Chinese telecommunications vendor ZTE announced a reorganisation of its business as it focuses on 4G, increased efficiency and higher profitability.

The company aims to be a market leader in 4G by pursuing “game-changing breakthroughs in development of 4G equipment, 4G semiconductors and 4G devices” and is adopting a “flattened” management structure to boost profit and efficiency.

“Telecommunications and technology are intensely competitive industries, and it is vital that we constantly renew ourselves in order to excel,” ZTE chairman Hou Weigui commented.

The company will increase resources for its three pillar businesses: operators, mobile devices and enterprise. Alongside this, three emerging market segments – metropolitan public IT systems, new energy technology and mobile internet — will also be targeted.

The company also revamped the management of its handset business as it looks to focus on “key strategic operations and high-growth business opportunities” in 2014.

ZTE Mobile Devices will now operate as an independent unit under the leadership of Zeng Xuezhing, executive VP of ZTE. Zeng previously oversaw the company’s Chinese operations.

The former head of terminals, He Shiyou, will remain as an executive director of ZTE Corporation.

ZTE representative David Dai told The Wall Street Journal that ZTE is aiming to be the world’s top three handset maker by shipments in 2016. In the third quarter, the company was ranked ninth in terms of smartphone shipments by Canalys.

“With a separate handset business group, we can respond timely to fast-changing customer demand by launching new smartphone models quickly,” Dai was quoted as saying.
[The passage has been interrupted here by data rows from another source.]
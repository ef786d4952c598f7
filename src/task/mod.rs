//! Deferred, thread-executed computations with a monadic interface.
//!
//! A [`Task<T>`] wraps a computation that eventually produces a `T` or
//! fails. The computation is handed to an [`Executor`] as soon as the task
//! is created and runs exactly once. The task itself is a handle to the
//! computation's settlement cell: it can be cloned, shared across threads,
//! waited on, and composed into new tasks.
//!
//! # Lifecycle
//!
//! ```text
//!             Ok(value)
//!           ┌──────────► Resolved(value)
//! Pending ──┤
//!           └──────────► Rejected(error)
//!           Err(error) / panic
//! ```
//!
//! The transition happens once. Every observer of a terminal task sees the
//! same outcome, and no accessor or combinator re-runs the computation.
//!
//! # Blocking and non-blocking operations
//!
//! | Operation | Blocks the caller |
//! |-----------|-------------------|
//! | [`Task::new`], [`Task::on`], [`Task::fmap`], [`Task::bind`], [`Task::or`], [`Task::or_fmap`] | no |
//! | [`Task::is_complete`], [`Task::state`], `Debug`/`Display` | no |
//! | [`Task::wait`], [`Task::wait_timeout`] | yes (bounded for `wait_timeout`) |
//! | [`Task::value`], [`Task::value_or`], [`Task::to_result`], [`Task::to_maybe`] | yes |
//!
//! Derived tasks do not occupy a thread while their parent is pending: the
//! derived computation is submitted to the executor only once the parent has
//! settled.
//!
//! # Failure containment
//!
//! A computation fails by returning `Err` or by panicking. Either way the
//! failure is stored as a [`TaskError`] and stays inert until an observer
//! asks for it. Closures passed to `fmap`, `bind`, `or` and `or_fmap` are
//! contained the same way.
//!
//! # Examples
//!
//! ```rust
//! use deferred_task::Task;
//!
//! let task = Task::new(|| "21".parse::<i32>())
//!     .fmap(|x| x * 2)
//!     .bind(|x| Task::pure(x.to_string()));
//!
//! assert_eq!(task.value().unwrap(), "42");
//! ```
//!
//! Recovering from a failure:
//!
//! ```rust
//! use deferred_task::Task;
//!
//! let task: Task<i32> = Task::new(|| "oops".parse::<i32>());
//!
//! assert_eq!(task.to_maybe(), None);
//! assert_eq!(task.value_or(|| 0), 0);
//! assert_eq!(task.or_fmap(|_| -1).value().unwrap(), -1);
//! ```

mod promise;
mod state;
mod traverse;
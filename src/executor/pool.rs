//! Fixed-size thread pool executor.
//!
//! `FixedPool` runs jobs on a rayon thread pool with a fixed number of
//! threads. Use it to put a hard bound on how many task computations run at
//! once. Jobs beyond the capacity wait in the pool's queue.
//!
//! Task continuations never block a pool thread while waiting for a parent
//! task: they are scheduled only once the parent has settled. A pool of one
//! thread can therefore run arbitrarily long `fmap`/`bind` chains.
//!
//! # Examples
//!
//! ```rust
//! use deferred_task::Task;
//! use deferred_task::executor::FixedPool;
//! use std::sync::Arc;
//!
//! let pool = Arc::new(FixedPool::new(2));
//! let task = Task::on(pool, || Ok::<_, String>(10)).fmap(|x| x * 2);
//!
//! assert_eq!(task.value().unwrap(), 20);
//! ```

use std::error::Error;
use std::fmt;
use std::sync::Arc;

use rayon::{ThreadPool, ThreadPoolBuilder};

use super::{Executor, Job};

// =============================================================================
// Error Types
// =============================================================================

/// Errors that can occur when creating a `FixedPool`.
#[derive(Debug, Clone, PartialEq, Eq)]
pub enum PoolError {
    /// The pool capacity was set to zero.
    ///
    /// A pool must have at least one thread.
    InvalidCapacity,

    /// The operating system refused to start the pool's threads.
    Build(String),
}

impl fmt::Display for PoolError {
    fn fmt(&self, formatter: &mut fmt::Formatter<'_>) -> fmt::Result {
        match self {
            Self::InvalidCapacity => {
                write!(formatter, "pool capacity must be greater than 0")
            }
            Self::Build(reason) => {
                write!(formatter, "failed to start pool threads: {reason}")
            }
        }
    }
}

impl Error for PoolError {}

// =============================================================================
// FixedPool
// =============================================================================

/// An executor backed by a fixed number of threads.
///
/// Threads are named `deferred-task-pool-<index>`. Cloning a `FixedPool`
/// shares the same threads.
#[derive(Clone)]
pub struct FixedPool {
    capacity: usize,
    pool: Arc<ThreadPool>,
}

impl fmt::Debug for FixedPool {
    fn fmt(&self, formatter: &mut fmt::Formatter<'_>) -> fmt::Result {
        formatter
            .debug_struct("FixedPool")
            .field("capacity", &self.capacity)
            .finish_non_exhaustive()
    }
}

impl FixedPool {
    /// Creates a pool with `capacity` threads.
    ///
    /// # Panics
    ///
    /// Panics if `capacity` is 0 or the threads cannot be started. Use
    /// [`FixedPool::try_new`] for a non-panicking version.
    ///
    /// # Examples
    ///
    /// ```rust
    /// use deferred_task::executor::FixedPool;
    ///
    /// let pool = FixedPool::new(4);
    /// assert_eq!(pool.capacity(), 4);
    /// ```
    #[must_use]
    pub fn new(capacity: usize) -> Self {
        Self::try_new(capacity).unwrap_or_else(|error| panic!("FixedPool::new: {error}"))
    }

    /// Tries to create a pool with `capacity` threads.
    ///
    /// # Errors
    ///
    /// - [`PoolError::InvalidCapacity`] if `capacity` is 0.
    /// - [`PoolError::Build`] if the threads cannot be started.
    ///
    /// # Examples
    ///
    /// ```rust
    /// use deferred_task::executor::{FixedPool, PoolError};
    ///
    /// assert!(FixedPool::try_new(2).is_ok());
    /// assert_eq!(FixedPool::try_new(0).unwrap_err(), PoolError::InvalidCapacity);
    /// ```
    pub fn try_new(capacity: usize) -> Result<Self, PoolError> {
        if capacity == 0 {
            return Err(PoolError::InvalidCapacity);
        }

        let pool = ThreadPoolBuilder::new()
            .num_threads(capacity)
            .thread_name(|index| format!("deferred-task-pool-{index}"))
            .build()
            .map_err(|error| PoolError::Build(error.to_string()))?;

        Ok(Self {
            capacity,
            pool: Arc::new(pool),
        })
    }

    /// Number of threads in the pool.
    #[must_use]
    #[inline]
    pub const fn capacity(&self) -> usize {
        self.capacity
    }
}

impl Default for FixedPool {
    /// One thread per CPU core.
    fn default() -> Self {
        Self::new(rayon::current_num_threads().max(1))
    }
}

impl Executor for FixedPool {
    fn execute(&self, job: Job) {
        self.pool.spawn(job);
    }
}

#[cfg(test)]
mod tests {
    use super::*;
    use rstest::rstest;
    use std::sync::mpsc;
    use std::thread;
    use std::time::Duration;

    #[rstest]
    fn new_creates_pool_with_capacity() {
        assert_eq!(FixedPool::new(3).capacity(), 3);
    }

    #[rstest]
    #[should_panic(expected = "pool capacity must be greater than 0")]
    fn new_panics_on_zero_capacity() {
        let _ = FixedPool::new(0);
    }

    #[rstest]
    fn try_new_returns_err_for_zero_capacity() {
        assert_eq!(FixedPool::try_new(0).unwrap_err(), PoolError::InvalidCapacity);
    }

    #[rstest]
    fn pool_error_display() {
        assert_eq!(
            PoolError::InvalidCapacity.to_string(),
            "pool capacity must be greater than 0"
        );
        assert!(
            PoolError::Build("no threads".to_string())
                .to_string()
                .contains("no threads")
        );
    }

    #[rstest]
    fn debug_shows_capacity() {
        let debug = format!("{:?}", FixedPool::new(2));
        assert!(debug.contains("FixedPool"));
        assert!(debug.contains("capacity: 2"));
    }

    #[rstest]
    fn jobs_run_on_pool_threads() {
        let pool = FixedPool::new(2);
        let (sender, receiver) = mpsc::channel();

        for _ in 0..4 {
            let sender = sender.clone();
            pool.execute(Box::new(move || {
                let name = thread::current().name().map(str::to_string);
                sender.send(name).unwrap();
            }));
        }

        for _ in 0..4 {
            let name = receiver
                .recv_timeout(Duration::from_secs(5))
                .unwrap()
                .unwrap();
            assert!(name.starts_with("deferred-task-pool-"));
        }
    }
}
The company also appointed Zhao Xianming as its new CTO, while the enterprise business will now be led by Pang Shengqing.

Shi Lirong, president of ZTE Corporation, noted that it is important for the company to become “more entrepreneurial, more youthful and more focused”.

In October, the company expressed confidence that it will report a profit for 2013, following a CNY2.8 billion ($466 million) loss in 2012.